Al terminar el juicio –Davison regresó voluntariamente a Nueza Zelanda– el implicado comentó, “el juicio no versó sobre justicia, a todas costas la meta era condenarme. La ley debería evaluar el acto desde el punto de vista humano, no judicial”. Davison fue castigado a pesar de que su progenitora dejó un testamento en vida donde explicitaba cómo quería morir.
En su libro Before we say goodbye (Antes de decir adiós) Davison comparte sus experiencias, basadas en un diario, acerca de la situación de su madre, de las vivencias de ambos los meses previos a la muerte, de los intentos, motu proprio, de Patricia para acabar con su vida y que terminaron en fracasos, de las reiteradas peticiones para que le ayudasen a morir, así como su decisión de suministrarle morfina para acortar su agonía. En el diario, y en las entrevistas que se hicieron tras el veredicto, se narra el duro periplo final de su madre, las tristezas de una mujer brillante, imposibilitada para pintar o leer –sus pasiones–, atea, defensora de la autonomía, querida por sus pacientes. Sabedora de que su vida carecía de sentido, e imposibilitada para morir por su propia mano, le entrega al hijo una dosis suficiente de morfina para precipitar su muerte y le explica cómo procesarla.

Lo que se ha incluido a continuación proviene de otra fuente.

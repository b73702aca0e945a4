//! Binary storage for the vector index.
//!
//! File format: vectors.bin
//!
//! Header (53 bytes):
//! - version: u8 (2)
//! - model_id: [u8; 32] (SHA256 hash of model name)
//! - dimensions: u32 (little-endian)
//! - entry_count: u64 (little-endian)
//! - meta_fingerprint: u32 (little-endian, see [`crate::rag::meta_store::fingerprint`])
//! - checksum: u32 (CRC32 of header fields before checksum)
//!
//! Body:
//! - entry_count vectors of `dimensions` f32 values (little-endian), in
//!   position order

use std::fs::File;
use std::io::{BufReader, BufWriter, Read, Write};
use std::path::{Path, PathBuf};

use crate::rag::vector_index::VectorIndex;
use crate::storage::temp_sibling;

/// Current file format version
const FORMAT_VERSION: u8 = 2;

/// Header size in bytes: version(1) + model_id(32) + dimensions(4) + entry_count(8)
/// + meta_fingerprint(4) + checksum(4)
const HEADER_SIZE: usize = 53;

/// Errors that can occur during storage operations.
#[derive(Debug, thiserror::Error)]
pub enum VectorStorageError {
    #[error("I/O error: {0}")]
    Io(#[from] std::io::Error),

    #[error("Vector file not found: {0}")]
    Missing(String),

    #[error("Invalid file format: {0}")]
    InvalidFormat(String),

    #[error("Version mismatch: file version {0}, supported version {1}")]
    VersionMismatch(u8, u8),

    #[error("Model mismatch: file uses different model")]
    ModelMismatch,

    #[error("Checksum mismatch: file may be corrupted")]
    ChecksumMismatch,

    #[error("Metadata mismatch: file was written with other metadata files")]
    MetadataMismatch,
}

impl VectorStorageError {
    /// The file is absent, damaged, or was written for another model or
    /// another set of metadata files; the vectors in it cannot be reused.
    pub fn is_stale(&self) -> bool {
        !matches!(self, VectorStorageError::Io(_))
    }
}

/// Storage manager for the vector index file.
pub struct VectorStorage {
    path: PathBuf,
}

impl VectorStorage {
    pub fn new(path: PathBuf) -> Self {
        Self { path }
    }

    /// Load the vector index from storage.
    ///
    /// # Arguments
    /// * `expected_model_id` - SHA256 hash of the expected model name
    /// * `expected_meta` - fingerprint of the live metadata files
    pub fn load(
        &self,
        expected_model_id: &[u8; 32],
        expected_meta: u32,
    ) -> Result<VectorIndex, VectorStorageError> {
        let file = File::open(&self.path).map_err(|e| match e.kind() {
            std::io::ErrorKind::NotFound => {
                VectorStorageError::Missing(self.path.display().to_string())
            }
            _ => VectorStorageError::Io(e),
        })?;
        let mut reader = BufReader::new(file);

        let header = read_header(&mut reader)?;
        if header.model_id != *expected_model_id {
            return Err(VectorStorageError::ModelMismatch);
        }
        if header.meta_fingerprint != expected_meta {
            return Err(VectorStorageError::MetadataMismatch);
        }

        let dimensions = header.dimensions as usize;
        let count = header.entry_count as usize;
        let mut index = VectorIndex::with_capacity(dimensions, count);

        let mut vector = vec![0f32; dimensions];
        let mut float_bytes = [0u8; 4];
        for position in 0..count {
            for value in vector.iter_mut() {
                reader.read_exact(&mut float_bytes).map_err(|e| truncated(e, position))?;
                *value = f32::from_le_bytes(float_bytes);
            }
            index
                .add(std::slice::from_ref(&vector))
                .map_err(|e| VectorStorageError::InvalidFormat(e.to_string()))?;
        }

        let mut trailing = [0u8; 1];
        if reader.read(&mut trailing)? != 0 {
            return Err(VectorStorageError::InvalidFormat(format!(
                "trailing data after {count} vectors"
            )));
        }

        Ok(index)
    }

    /// Write the index to the temp sibling of the storage path without
    /// touching the live file. Finish with [`VectorStorage::commit`].
    ///
    /// `meta_fingerprint` identifies the metadata files committed alongside.
    pub fn stage(
        &self,
        index: &VectorIndex,
        model_id: &[u8; 32],
        meta_fingerprint: u32,
    ) -> Result<(), VectorStorageError> {
        let temp_path = self.temp_path();

        let result = write_to_file(&temp_path, index, model_id, meta_fingerprint);
        if result.is_err() {
            // Clean up temp file on error
            let _ = std::fs::remove_file(&temp_path);
        }
        result
    }

    /// Move a staged file over the live one.
    pub fn commit(&self) -> Result<(), VectorStorageError> {
        std::fs::rename(self.temp_path(), &self.path)?;
        Ok(())
    }

    fn temp_path(&self) -> PathBuf {
        temp_sibling(&self.path)
    }
}

fn truncated(e: std::io::Error, position: usize) -> VectorStorageError {
    match e.kind() {
        std::io::ErrorKind::UnexpectedEof => {
            VectorStorageError::InvalidFormat(format!("file ends inside vector {position}"))
        }
        _ => VectorStorageError::Io(e),
    }
}

fn write_to_file(
    path: &Path,
    index: &VectorIndex,
    model_id: &[u8; 32],
    meta_fingerprint: u32,
) -> Result<(), VectorStorageError> {
    let dimensions = u32::try_from(index.dimensions())
        .map_err(|_| VectorStorageError::InvalidFormat("too many dimensions".to_string()))?;

    let file = File::create(path)?;
    let mut writer = BufWriter::new(file);

    write_header(
        &mut writer,
        &Header {
            version: FORMAT_VERSION,
            model_id: *model_id,
            dimensions,
            entry_count: index.len() as u64,
            meta_fingerprint,
        },
    )?;

    for &value in index.as_slice() {
        writer.write_all(&value.to_le_bytes())?;
    }

    // Flush and sync
    writer.flush()?;
    let file = writer
        .into_inner()
        .map_err(|e| VectorStorageError::Io(e.into_error()))?;
    file.sync_all()?;

    Ok(())
}

fn read_header(reader: &mut impl Read) -> Result<Header, VectorStorageError> {
    let mut header_bytes = [0u8; HEADER_SIZE];
    reader.read_exact(&mut header_bytes).map_err(|e| match e.kind() {
        std::io::ErrorKind::UnexpectedEof => {
            VectorStorageError::InvalidFormat("file shorter than header".to_string())
        }
        _ => VectorStorageError::Io(e),
    })?;

    let version = header_bytes[0];

    // Version check first
    if version != FORMAT_VERSION {
        return Err(VectorStorageError::VersionMismatch(version, FORMAT_VERSION));
    }

    // Verify checksum (computed over header without checksum field)
    let stored_checksum = u32::from_le_bytes(le_array(&header_bytes[49..53]));
    if stored_checksum != crc32fast::hash(&header_bytes[0..49]) {
        return Err(VectorStorageError::ChecksumMismatch);
    }

    let mut model_id = [0u8; 32];
    model_id.copy_from_slice(&header_bytes[1..33]);

    let header = Header {
        version,
        model_id,
        dimensions: u32::from_le_bytes(le_array(&header_bytes[33..37])),
        entry_count: u64::from_le_bytes(le_array(&header_bytes[37..45])),
        meta_fingerprint: u32::from_le_bytes(le_array(&header_bytes[45..49])),
    };

    if header.dimensions == 0 {
        return Err(VectorStorageError::InvalidFormat("zero dimensions".to_string()));
    }

    Ok(header)
}

fn write_header(writer: &mut impl Write, header: &Header) -> Result<(), VectorStorageError> {
    let mut header_bytes = [0u8; HEADER_SIZE];

    header_bytes[0] = header.version;
    header_bytes[1..33].copy_from_slice(&header.model_id);
    header_bytes[33..37].copy_from_slice(&header.dimensions.to_le_bytes());
    header_bytes[37..45].copy_from_slice(&header.entry_count.to_le_bytes());
    header_bytes[45..49].copy_from_slice(&header.meta_fingerprint.to_le_bytes());

    let checksum = crc32fast::hash(&header_bytes[0..49]);
    header_bytes[49..53].copy_from_slice(&checksum.to_le_bytes());

    writer.write_all(&header_bytes)?;
    Ok(())
}

fn le_array<const N: usize>(bytes: &[u8]) -> [u8; N] {
    let mut out = [0u8; N];
    out.copy_from_slice(bytes);
    out
}

/// File header structure.
#[derive(Debug)]
struct Header {
    version: u8,
    model_id: [u8; 32],
    dimensions: u32,
    entry_count: u64,
    meta_fingerprint: u32,
}

#[cfg(test)]
mod tests {
    use super::*;
    use std::io::{Seek, SeekFrom};

    const META: u32 = 0x1234_5678;

    fn test_model_id() -> [u8; 32] {
        let mut id = [0u8; 32];
        id[0] = 0xAB;
        id[31] = 0xCD;
        id
    }

    fn sample_index() -> VectorIndex {
        let mut index = VectorIndex::new(3);
        index
            .add(&[
                vec![1.0, 0.0, 0.0],
                vec![0.0, 1.0, 0.0],
                vec![0.1234567, -0.5, 0.75],
            ])
            .unwrap();
        index
    }

    fn save(storage: &VectorStorage, index: &VectorIndex, model_id: &[u8; 32]) {
        storage.stage(index, model_id, META).unwrap();
        storage.commit().unwrap();
    }

    #[test]
    fn test_save_and_load_preserves_positions() {
        let tmp = tempfile::tempdir().unwrap();
        let path = tmp.path().join("vectors.bin");
        let storage = VectorStorage::new(path.clone());
        let model_id = test_model_id();

        save(&storage, &sample_index(), &model_id);
        assert!(path.exists());
        assert!(!temp_sibling(&path).exists());

        let loaded = storage.load(&model_id, META).unwrap();
        assert_eq!(loaded.len(), 3);
        assert_eq!(loaded.dimensions(), 3);
        assert_eq!(loaded.reconstruct(2).unwrap(), vec![0.1234567, -0.5, 0.75]);
    }

    #[test]
    fn test_header_size() {
        let tmp = tempfile::tempdir().unwrap();
        let path = tmp.path().join("vectors.bin");
        save(&VectorStorage::new(path.clone()), &sample_index(), &test_model_id());

        let bytes = std::fs::read(&path).unwrap();
        assert_eq!(bytes.len(), HEADER_SIZE + 3 * 3 * 4);
        assert_eq!(bytes[0], FORMAT_VERSION);
    }

    #[test]
    fn test_missing_file() {
        let tmp = tempfile::tempdir().unwrap();
        let storage = VectorStorage::new(tmp.path().join("vectors.bin"));

        let result = storage.load(&test_model_id(), META);
        assert!(matches!(result, Err(VectorStorageError::Missing(_))));
    }

    #[test]
    fn test_model_mismatch() {
        let tmp = tempfile::tempdir().unwrap();
        let storage = VectorStorage::new(tmp.path().join("vectors.bin"));

        save(&storage, &sample_index(), &test_model_id());

        let mut wrong_model_id = [0u8; 32];
        wrong_model_id[0] = 0xFF;

        let result = storage.load(&wrong_model_id, META);
        assert!(matches!(result, Err(VectorStorageError::ModelMismatch)));
    }

    #[test]
    fn test_metadata_mismatch_is_stale() {
        let tmp = tempfile::tempdir().unwrap();
        let storage = VectorStorage::new(tmp.path().join("vectors.bin"));

        save(&storage, &sample_index(), &test_model_id());

        let err = storage.load(&test_model_id(), META + 1).unwrap_err();
        assert!(matches!(err, VectorStorageError::MetadataMismatch));
        assert!(err.is_stale());
    }

    #[test]
    fn test_stage_leaves_live_file_untouched() {
        let tmp = tempfile::tempdir().unwrap();
        let storage = VectorStorage::new(tmp.path().join("vectors.bin"));
        let model_id = test_model_id();

        save(&storage, &sample_index(), &model_id);

        let mut bigger = sample_index();
        bigger.add(&[vec![0.0, 0.0, 1.0]]).unwrap();
        storage.stage(&bigger, &model_id, META + 1).unwrap();

        assert_eq!(storage.load(&model_id, META).unwrap().len(), 3);

        storage.commit().unwrap();
        assert_eq!(storage.load(&model_id, META + 1).unwrap().len(), 4);
    }

    #[test]
    fn test_atomic_write_cleans_up_on_error() {
        let path = PathBuf::from("/nonexistent/directory/vectors.bin");
        let storage = VectorStorage::new(path.clone());

        let result = storage.stage(&sample_index(), &test_model_id(), META);

        assert!(result.is_err());
        assert!(!temp_sibling(&path).exists());
    }

    #[test]
    fn test_checksum_detects_corruption() {
        let tmp = tempfile::tempdir().unwrap();
        let path = tmp.path().join("vectors.bin");
        let storage = VectorStorage::new(path.clone());
        let model_id = test_model_id();

        save(&storage, &sample_index(), &model_id);

        let mut file = std::fs::OpenOptions::new().write(true).open(&path).unwrap();
        file.seek(SeekFrom::Start(10)).unwrap();
        file.write_all(&[0xFF]).unwrap();

        let result = storage.load(&model_id, META);
        assert!(matches!(result, Err(VectorStorageError::ChecksumMismatch)));
    }

    #[test]
    fn test_truncated_body_is_invalid() {
        let tmp = tempfile::tempdir().unwrap();
        let path = tmp.path().join("vectors.bin");
        let storage = VectorStorage::new(path.clone());
        let model_id = test_model_id();

        save(&storage, &sample_index(), &model_id);

        let bytes = std::fs::read(&path).unwrap();
        std::fs::write(&path, &bytes[..bytes.len() - 2]).unwrap();

        let result = storage.load(&model_id, META);
        assert!(matches!(result, Err(VectorStorageError::InvalidFormat(_))));
        assert!(result.unwrap_err().is_stale());
    }
}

Sean Davison decidió publicitar sus experiencias porque creía en lo que hizo. Buscó compartir su experiencia. Nunca pensó en la ley, pensó en su madre. Nunca pensó en la justicia ni en la posibilidad de ser condenado; pensó en la terrible dificultad de la solicitud de su madre, “ayúdame a morir”, y en la responsabilidad de cumplir. Pensó en la obligación de cuidarla, de acompañarla y aminorar el sufrimiento. Pensó en la compasión y vivió la brutal dificultad de ayudar a morir a su progenitora. A pesar de no existir tratado de extradición entre Sudáfrica y Nueva Zelanda, él decidió retornar para encarar la situación: “No maté, por eso regreso”.
El laboratorio de Davison sirve para identificar criminales, bregar por los derechos humanos; además, colabora con otras naciones africanas. El affaire Davison muestra cuán obtusa puede ser la justicia y cuán necesario es pensar y repensar en algunos vericuetos de la ética médica y de la condición humana. Falta saber si sus hijos no serán estigmatizados. Falta saber por qué los jueces desoyeron el testamento en vida.
“Ésta será tu última bebida. Adiós, mamá”. “Eres un hijo maravilloso”. Con Davison, y con su madre, la justicia erró.